Is AI really useful? An ROI point of view
19 Jul 2020 Yogesh J
AI-based intelligent data extraction

Technology is constantly evolving. Every innovation is the first step for further improvement. The world of business assimilates these changes and adapts itself, evolving itself constantly. The creation of the world’s first programmable computer is attributed to Konrad Zuse, when he built the Turing-complete Z3 in May 1941. The real boost was delivered by ENIAC a machine built-in 1943. The ENIAC a computing system built by John Mauchly and J. Presper Eckert is said to have executed more calculations in the ten years of its operations than all of humanity had until that time. With the unveiling of the first personal computer, Altair in 1974, the birth of Information technology took place. Rest as they say ‘Is history’.

Today, Information technology is again standing at the start of a new stage of evolution. Some of the emerging technologies are:

  1. IoT: Internet of Things which connects billions of devices through the internet, sensors, and other mediums.
  2. Artificial Intelligence: AI as it is popularly called, is intelligence displayed by machines/ computers, that tries to mimic the natural intelligence of humans and animals.
  3. 5G: The fifth generation of the cellular networks in terms of speed, developed with a focus to support IoT and rapidly growing data needs.
  4. Serverless computing: An innovation which will be based on peer to peer computing.
  5. Blockchain: A cryptocurrency exchange, not very popular as of now, but things might change.
  6. BioMetrics: The latest method of verifying an identity.
  7. 3D printing: A technology which will change the face of manufacturing permanently.

In all the above technologies, IoT and AI have gained immense importance lately.  Artificial Intelligence is being adopted in practically all industries. Barclays is using AI to detect and reduce fraud. Mining sector in Australia is implementing AI to increase productivity by an estimated 23%. AI has near term business and financial opportunities.

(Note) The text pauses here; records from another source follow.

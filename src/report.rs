//! Ranked textual report over evaluation results

use crate::scoring::EvaluationResult;
use std::cmp::Ordering;

/// Sort results for presentation: descending by novel graph score, with
/// failed experiments last regardless of any numbers they carry. Ties
/// break on directory name so output is stable.
pub fn rank(results: &mut [EvaluationResult]) {
    results.sort_by(|a, b| {
        ordering_score(b)
            .partial_cmp(&ordering_score(a))
            .unwrap_or(Ordering::Equal)
            .then_with(|| a.directory.cmp(&b.directory))
    });
}

/// Ordering key only; never stored on the result.
fn ordering_score(result: &EvaluationResult) -> f64 {
    if result.error.is_some() {
        -1.0
    } else {
        result.novel_graph_score
    }
}

/// Render the ranked results as a plain-text report.
pub fn render(results: &[EvaluationResult]) -> String {
    let failed = results.iter().filter(|r| r.error.is_some()).count();
    let mut out = String::new();

    out.push_str(&format!(
        "Knowledge-graph experiment ranking — generated {}\n",
        chrono::Utc::now().format("%Y-%m-%d %H:%M UTC")
    ));
    out.push_str(&format!(
        "Experiments: {} ({} failed)\n",
        results.len(),
        failed
    ));

    for (position, result) in results.iter().enumerate() {
        out.push('\n');
        match &result.error {
            Some(error) => {
                out.push_str(&format!(
                    "#{}  {} [FAILED]\n    error: {}\n",
                    position + 1,
                    result.directory,
                    error
                ));
                out.push_str(&format!(
                    "    nodes: {}, edges: {}\n",
                    result.node_count, result.edge_count
                ));
            }
            None => {
                out.push_str(&format!("#{}  {}\n", position + 1, result.directory));
                out.push_str(&format!(
                    "    novel graph score: {:.4}\n",
                    result.novel_graph_score
                ));
                out.push_str(&format!(
                    "    focus:     {:.4}  (protagonist '{}' centrality {:.4})\n",
                    result.focus_score, result.protagonist_id, result.protagonist_centrality
                ));
                out.push_str(&format!(
                    "    structure: {:.4}  (connectivity {:.4}, scope {} -> {:.4})\n",
                    result.structure_score,
                    result.connectivity_score,
                    result.raw_scope,
                    result.normalized_scope
                ));
                out.push_str(&format!(
                    "    richness:  {:.4}  (desc len {:.2} -> {:.4}, diversity {:.4}, strength {:.2} -> {:.4})\n",
                    result.richness_score,
                    result.raw_avg_description_length,
                    result.normalized_avg_description_length,
                    result.relationship_diversity,
                    result.raw_avg_relation_strength,
                    result.normalized_avg_relation_strength
                ));
                out.push_str(&format!(
                    "    nodes: {}, edges: {}\n",
                    result.node_count, result.edge_count
                ));
            }
        }
    }

    out
}

#[cfg(test)]
mod tests {
    use super::*;

    fn result(directory: &str, score: f64, error: Option<&str>) -> EvaluationResult {
        let mut result = EvaluationResult::failed(
            directory.to_string(),
            "P".to_string(),
            String::new(),
        );
        result.error = error.map(str::to_string);
        result.novel_graph_score = score;
        result
    }

    #[test]
    fn ranks_descending_by_score() {
        let mut results = vec![
            result("low", 0.2, None),
            result("high", 0.9, None),
            result("mid", 0.5, None),
        ];
        rank(&mut results);
        let order: Vec<&str> = results.iter().map(|r| r.directory.as_str()).collect();
        assert_eq!(order, ["high", "mid", "low"]);
    }

    #[test]
    fn failures_sort_last_even_with_nonzero_score() {
        let mut results = vec![
            result("broken", 0.99, Some("source file not found")),
            result("ok", 0.0, None),
        ];
        rank(&mut results);
        assert_eq!(results[0].directory, "ok");
        assert_eq!(results[1].directory, "broken");
        // Ordering key is synthetic; the stored score is untouched.
        assert_eq!(results[1].novel_graph_score, 0.99);
    }

    #[test]
    fn ties_break_on_directory_name() {
        let mut results = vec![
            result("zeta", 0.5, None),
            result("alpha", 0.5, None),
        ];
        rank(&mut results);
        assert_eq!(results[0].directory, "alpha");
    }

    #[test]
    fn renders_error_block_for_failures() {
        let results = vec![result("broken", 0.0, Some("source file not found"))];
        let text = render(&results);
        assert!(text.contains("#1  broken [FAILED]"));
        assert!(text.contains("error: source file not found"));
        assert!(text.contains("1 failed"));
    }

    #[test]
    fn renders_score_breakdown_for_successes() {
        let mut success = result("good", 0.0, None);
        success.novel_graph_score = 0.75;
        success.focus_score = 0.9;
        let text = render(&[success]);
        assert!(text.contains("#1  good"));
        assert!(text.contains("novel graph score: 0.7500"));
        assert!(text.contains("focus:     0.9000"));
    }

    #[test]
    fn empty_input_renders_headers_only() {
        let text = render(&[]);
        assert!(text.contains("Experiments: 0 (0 failed)"));
        assert!(!text.contains('#'));
    }
}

Is implementing AI that simple?

The answer is ‘No’. There are many challenges to implement artificial intelligence.

Artificial Intelligence is going to replace mundane tasks. In a study conducted by McKinsey, ~50% of current work activity can be automated. As automation will increase productivity and improve growth, a lot of professionals will have to re-skill themselves to remain relevant in a hyper-competitive job market. With the Covid-19 pandemic, the situation just went from bad to worse. 

Access to data is also a constraint. AI feeds on data if data is not accessible AI is a useless piece of technical wizardry.

And last but surely not the least- cost! Implementing AI is not cheap. It requires infrastructure, investment not only in the form of currency but efforts. An AI system also requires some ‘Training’ before it can start delivering actionable results.

To tide over these challenges requires time and investments.

So, how does one get ROI from AI?

An obvious question any business professional would ask.  But there is no straight answer to this. Before investing in AI one should ask:

  • What are the business goals?
    • AI tools need to be trained, re-trained and fine-tuned to serve a specific goal- and that is an investment.
  • Will the problems be resolved?
    • The question to ask here is what problem needs to be solved and will AI help in it.
  • Availability of skilled professionals?
    • Once an AI tool is implemented, it requires professionals with specialised skills to keep it running and for finetuning it.
  • What are the KPI’s?
    • Any tool requires to be measured against performance indicators. These indicators need to created and implemented.

If the answers to all of these are firm and definitive – then maybe it’s a good idea to stand at the starting point of AI implementation. Once implemented, the returns can be:

  1. Growth & Expansion
  2. Improved Productivity
  3. Greater Savings
  4. Higher utilization of human intelligence

There should be a simpler workaround?

Of course, there is. A business might not want to automate all its functions at once. But go about it bit by bit.

Let’s take an example of Accounts payable function of an organization. Accounts payable function consists of executing a set of tasks aimed at processing data almost daily. A perfect candidate for automation. The most error-prone activity of these set of functions is the entry of supplier Invoice details.

This activity can be automated with KlearStack. KlearStack is an AI-based intelligent data extraction/ intelligent document processing platform. It reads machine-readable documents e.g. Invoices and extracts actionable data from it. Invoices are mostly unstructured in nature i.e. there is no set format. Therefore, care needs to be taken while entering data. The implementation cycle is 7-10 weeks. KlearStack assures 90% accuracy in data extraction within 90 days – #90in90.  This has proven to improve productivity by 200%

Data extraction process automated within 3 months is the real ROI for automation- and there is a tool which is already delivering it. So to end it all, ROI in AI is a logical expectation and it can be delivered provided there is well-planned thought and strategy supporting it.

Conclusion :

It’s high time that organizations across all domains and irrespective of the organization size should adopt such AI based tools to reduce the wastage of resources and leakages in the cash-flow.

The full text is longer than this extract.